__Directions__. From the entries below, please output exactly the lines starting at the one containing "data.important = important;" and ending at the one containing "if let Some((quote, content))", both included.
::::
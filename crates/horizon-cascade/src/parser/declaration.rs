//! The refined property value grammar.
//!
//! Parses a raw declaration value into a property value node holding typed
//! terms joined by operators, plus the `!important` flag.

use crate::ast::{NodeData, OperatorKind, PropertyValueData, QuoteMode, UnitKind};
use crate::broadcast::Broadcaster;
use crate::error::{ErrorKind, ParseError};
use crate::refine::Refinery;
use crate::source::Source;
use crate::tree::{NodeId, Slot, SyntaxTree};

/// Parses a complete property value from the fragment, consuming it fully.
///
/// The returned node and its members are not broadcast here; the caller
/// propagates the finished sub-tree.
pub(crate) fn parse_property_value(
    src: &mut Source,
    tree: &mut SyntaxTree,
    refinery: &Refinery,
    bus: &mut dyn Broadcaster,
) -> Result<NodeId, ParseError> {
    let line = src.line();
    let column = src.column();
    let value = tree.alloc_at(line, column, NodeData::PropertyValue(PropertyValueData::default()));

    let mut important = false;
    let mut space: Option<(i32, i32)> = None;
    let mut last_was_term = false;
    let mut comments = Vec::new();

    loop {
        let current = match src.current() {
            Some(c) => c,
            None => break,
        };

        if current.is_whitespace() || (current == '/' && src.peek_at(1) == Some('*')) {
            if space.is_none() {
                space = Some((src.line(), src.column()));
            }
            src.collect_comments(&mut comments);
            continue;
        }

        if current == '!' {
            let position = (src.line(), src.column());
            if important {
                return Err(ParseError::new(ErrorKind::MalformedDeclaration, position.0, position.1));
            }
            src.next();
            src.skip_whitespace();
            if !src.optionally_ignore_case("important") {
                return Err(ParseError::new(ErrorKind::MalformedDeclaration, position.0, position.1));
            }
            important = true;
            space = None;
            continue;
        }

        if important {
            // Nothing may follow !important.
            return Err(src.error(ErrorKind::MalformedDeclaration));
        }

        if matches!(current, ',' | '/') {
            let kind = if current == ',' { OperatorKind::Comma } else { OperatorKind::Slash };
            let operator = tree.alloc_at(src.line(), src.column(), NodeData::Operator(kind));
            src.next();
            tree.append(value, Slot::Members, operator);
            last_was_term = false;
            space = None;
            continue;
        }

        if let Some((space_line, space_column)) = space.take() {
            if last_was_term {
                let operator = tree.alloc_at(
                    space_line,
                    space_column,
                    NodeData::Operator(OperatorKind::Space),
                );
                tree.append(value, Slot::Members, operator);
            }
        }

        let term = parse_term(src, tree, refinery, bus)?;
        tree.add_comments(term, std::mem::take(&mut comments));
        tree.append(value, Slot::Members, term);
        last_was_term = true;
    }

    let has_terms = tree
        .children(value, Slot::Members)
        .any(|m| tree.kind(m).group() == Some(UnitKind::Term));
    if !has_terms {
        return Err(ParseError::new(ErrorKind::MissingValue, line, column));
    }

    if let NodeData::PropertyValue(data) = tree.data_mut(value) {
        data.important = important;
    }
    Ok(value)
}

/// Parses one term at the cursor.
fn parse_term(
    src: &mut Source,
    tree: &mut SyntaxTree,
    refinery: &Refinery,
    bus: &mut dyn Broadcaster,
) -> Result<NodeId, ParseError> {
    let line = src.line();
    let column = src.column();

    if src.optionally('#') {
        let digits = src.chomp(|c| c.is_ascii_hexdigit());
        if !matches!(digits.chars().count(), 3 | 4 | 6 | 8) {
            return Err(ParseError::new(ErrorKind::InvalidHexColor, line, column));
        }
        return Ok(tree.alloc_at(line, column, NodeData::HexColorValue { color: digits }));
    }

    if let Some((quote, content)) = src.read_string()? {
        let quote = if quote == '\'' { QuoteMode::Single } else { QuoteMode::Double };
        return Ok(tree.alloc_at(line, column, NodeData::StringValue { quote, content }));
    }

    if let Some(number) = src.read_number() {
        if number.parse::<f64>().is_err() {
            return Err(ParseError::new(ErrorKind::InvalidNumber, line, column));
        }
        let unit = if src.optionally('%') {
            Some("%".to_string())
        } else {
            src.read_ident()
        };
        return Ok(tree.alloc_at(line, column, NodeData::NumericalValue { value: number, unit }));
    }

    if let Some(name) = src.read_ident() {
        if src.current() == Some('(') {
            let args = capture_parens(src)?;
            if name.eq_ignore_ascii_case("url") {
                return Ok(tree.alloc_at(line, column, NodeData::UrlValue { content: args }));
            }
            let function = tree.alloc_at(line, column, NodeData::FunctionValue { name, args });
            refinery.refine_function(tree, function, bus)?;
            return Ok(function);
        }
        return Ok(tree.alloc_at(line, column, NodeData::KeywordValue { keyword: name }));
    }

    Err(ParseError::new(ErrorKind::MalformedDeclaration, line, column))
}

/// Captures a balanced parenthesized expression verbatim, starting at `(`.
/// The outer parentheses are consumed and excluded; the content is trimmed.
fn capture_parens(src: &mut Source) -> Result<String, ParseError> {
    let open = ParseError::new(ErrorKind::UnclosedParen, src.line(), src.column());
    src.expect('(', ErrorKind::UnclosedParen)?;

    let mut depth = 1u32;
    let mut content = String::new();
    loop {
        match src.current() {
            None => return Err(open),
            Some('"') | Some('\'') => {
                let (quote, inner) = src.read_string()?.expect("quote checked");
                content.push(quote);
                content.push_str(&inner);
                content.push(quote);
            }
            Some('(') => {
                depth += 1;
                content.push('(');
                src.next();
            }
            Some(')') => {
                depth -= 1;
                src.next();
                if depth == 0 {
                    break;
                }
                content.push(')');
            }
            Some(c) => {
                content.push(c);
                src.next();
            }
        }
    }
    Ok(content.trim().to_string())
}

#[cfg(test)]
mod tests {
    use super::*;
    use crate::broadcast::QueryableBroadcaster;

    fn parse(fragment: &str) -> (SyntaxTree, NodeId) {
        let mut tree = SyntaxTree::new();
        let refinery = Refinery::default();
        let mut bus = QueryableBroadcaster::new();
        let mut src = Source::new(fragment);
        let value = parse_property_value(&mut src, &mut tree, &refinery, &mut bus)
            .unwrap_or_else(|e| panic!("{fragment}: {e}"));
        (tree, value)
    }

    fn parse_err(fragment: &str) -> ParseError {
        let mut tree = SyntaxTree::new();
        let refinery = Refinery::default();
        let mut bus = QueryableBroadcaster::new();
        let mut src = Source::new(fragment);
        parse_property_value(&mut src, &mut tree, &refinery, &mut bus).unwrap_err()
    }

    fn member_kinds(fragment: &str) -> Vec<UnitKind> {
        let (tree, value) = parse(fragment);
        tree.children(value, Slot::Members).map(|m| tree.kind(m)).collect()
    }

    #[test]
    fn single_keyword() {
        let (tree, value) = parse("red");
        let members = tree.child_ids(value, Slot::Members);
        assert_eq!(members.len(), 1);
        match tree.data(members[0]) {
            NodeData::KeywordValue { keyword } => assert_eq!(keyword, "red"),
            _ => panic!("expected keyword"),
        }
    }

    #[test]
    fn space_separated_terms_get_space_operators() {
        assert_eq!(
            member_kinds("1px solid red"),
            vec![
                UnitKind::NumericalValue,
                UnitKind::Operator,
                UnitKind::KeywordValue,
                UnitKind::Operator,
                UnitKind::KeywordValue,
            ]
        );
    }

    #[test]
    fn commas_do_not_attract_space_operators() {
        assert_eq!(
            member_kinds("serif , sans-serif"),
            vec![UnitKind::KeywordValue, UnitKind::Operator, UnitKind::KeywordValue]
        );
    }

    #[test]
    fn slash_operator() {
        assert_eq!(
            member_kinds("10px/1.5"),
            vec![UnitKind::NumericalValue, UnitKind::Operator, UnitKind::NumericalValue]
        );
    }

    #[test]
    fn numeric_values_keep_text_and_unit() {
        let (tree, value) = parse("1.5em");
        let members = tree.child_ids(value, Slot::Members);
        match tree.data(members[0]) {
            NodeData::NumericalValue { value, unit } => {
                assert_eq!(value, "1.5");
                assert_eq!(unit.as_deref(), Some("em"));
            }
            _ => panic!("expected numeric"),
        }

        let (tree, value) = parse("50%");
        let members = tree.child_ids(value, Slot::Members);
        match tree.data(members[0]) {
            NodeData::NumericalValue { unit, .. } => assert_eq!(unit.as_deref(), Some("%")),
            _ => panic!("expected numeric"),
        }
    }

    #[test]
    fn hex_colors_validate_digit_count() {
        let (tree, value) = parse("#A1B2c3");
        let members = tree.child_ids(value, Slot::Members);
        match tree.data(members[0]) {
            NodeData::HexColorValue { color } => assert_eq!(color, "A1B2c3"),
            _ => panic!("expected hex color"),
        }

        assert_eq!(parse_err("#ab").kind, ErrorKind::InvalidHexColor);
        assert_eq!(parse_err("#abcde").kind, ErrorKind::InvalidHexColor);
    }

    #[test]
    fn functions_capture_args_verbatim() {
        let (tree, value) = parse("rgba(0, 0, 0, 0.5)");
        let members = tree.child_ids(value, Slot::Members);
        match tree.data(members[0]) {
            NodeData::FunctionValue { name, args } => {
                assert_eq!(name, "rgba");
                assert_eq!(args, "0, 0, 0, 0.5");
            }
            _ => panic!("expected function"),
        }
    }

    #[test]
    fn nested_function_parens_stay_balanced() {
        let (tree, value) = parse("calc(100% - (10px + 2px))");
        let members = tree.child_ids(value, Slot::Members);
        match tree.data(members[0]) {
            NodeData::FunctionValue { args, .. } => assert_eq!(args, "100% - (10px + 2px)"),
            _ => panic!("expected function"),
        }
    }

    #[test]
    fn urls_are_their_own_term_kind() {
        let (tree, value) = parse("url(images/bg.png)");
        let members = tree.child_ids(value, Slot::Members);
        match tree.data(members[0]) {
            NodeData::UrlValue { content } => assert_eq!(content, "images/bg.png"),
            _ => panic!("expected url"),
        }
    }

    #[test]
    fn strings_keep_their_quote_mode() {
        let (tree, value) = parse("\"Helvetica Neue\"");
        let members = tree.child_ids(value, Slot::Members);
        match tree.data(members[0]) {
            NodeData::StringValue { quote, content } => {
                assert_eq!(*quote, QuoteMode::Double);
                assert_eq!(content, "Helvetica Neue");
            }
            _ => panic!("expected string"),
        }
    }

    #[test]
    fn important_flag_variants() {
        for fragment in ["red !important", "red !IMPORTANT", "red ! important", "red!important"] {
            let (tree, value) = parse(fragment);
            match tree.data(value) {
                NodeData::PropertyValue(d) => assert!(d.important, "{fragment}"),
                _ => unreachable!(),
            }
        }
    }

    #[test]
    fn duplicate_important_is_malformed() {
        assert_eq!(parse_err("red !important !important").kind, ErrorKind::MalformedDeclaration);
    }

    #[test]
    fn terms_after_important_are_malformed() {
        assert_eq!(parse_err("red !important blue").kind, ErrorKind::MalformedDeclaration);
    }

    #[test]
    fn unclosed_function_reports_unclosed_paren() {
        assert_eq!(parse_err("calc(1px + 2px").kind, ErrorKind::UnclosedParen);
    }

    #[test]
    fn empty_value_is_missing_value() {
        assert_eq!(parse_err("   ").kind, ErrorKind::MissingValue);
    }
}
::::
__Solution__.
        data.important = important;
    }
    Ok(value)
}

/// Parses one term at the cursor.
fn parse_term(
    src: &mut Source,
    tree: &mut SyntaxTree,
    refinery: &Refinery,
    bus: &mut dyn Broadcaster,
) -> Result<NodeId, ParseError> {
    let line = src.line();
    let column = src.column();

    if src.optionally('#') {
        let digits = src.chomp(|c| c.is_ascii_hexdigit());
        if !matches!(digits.chars().count(), 3 | 4 | 6 | 8) {
            return Err(ParseError::new(ErrorKind::InvalidHexColor, line, column));
        }
        return Ok(tree.alloc_at(line, column, NodeData::HexColorValue { color: digits }));
    }

    if let Some((quote, content)) = src.read_string()? {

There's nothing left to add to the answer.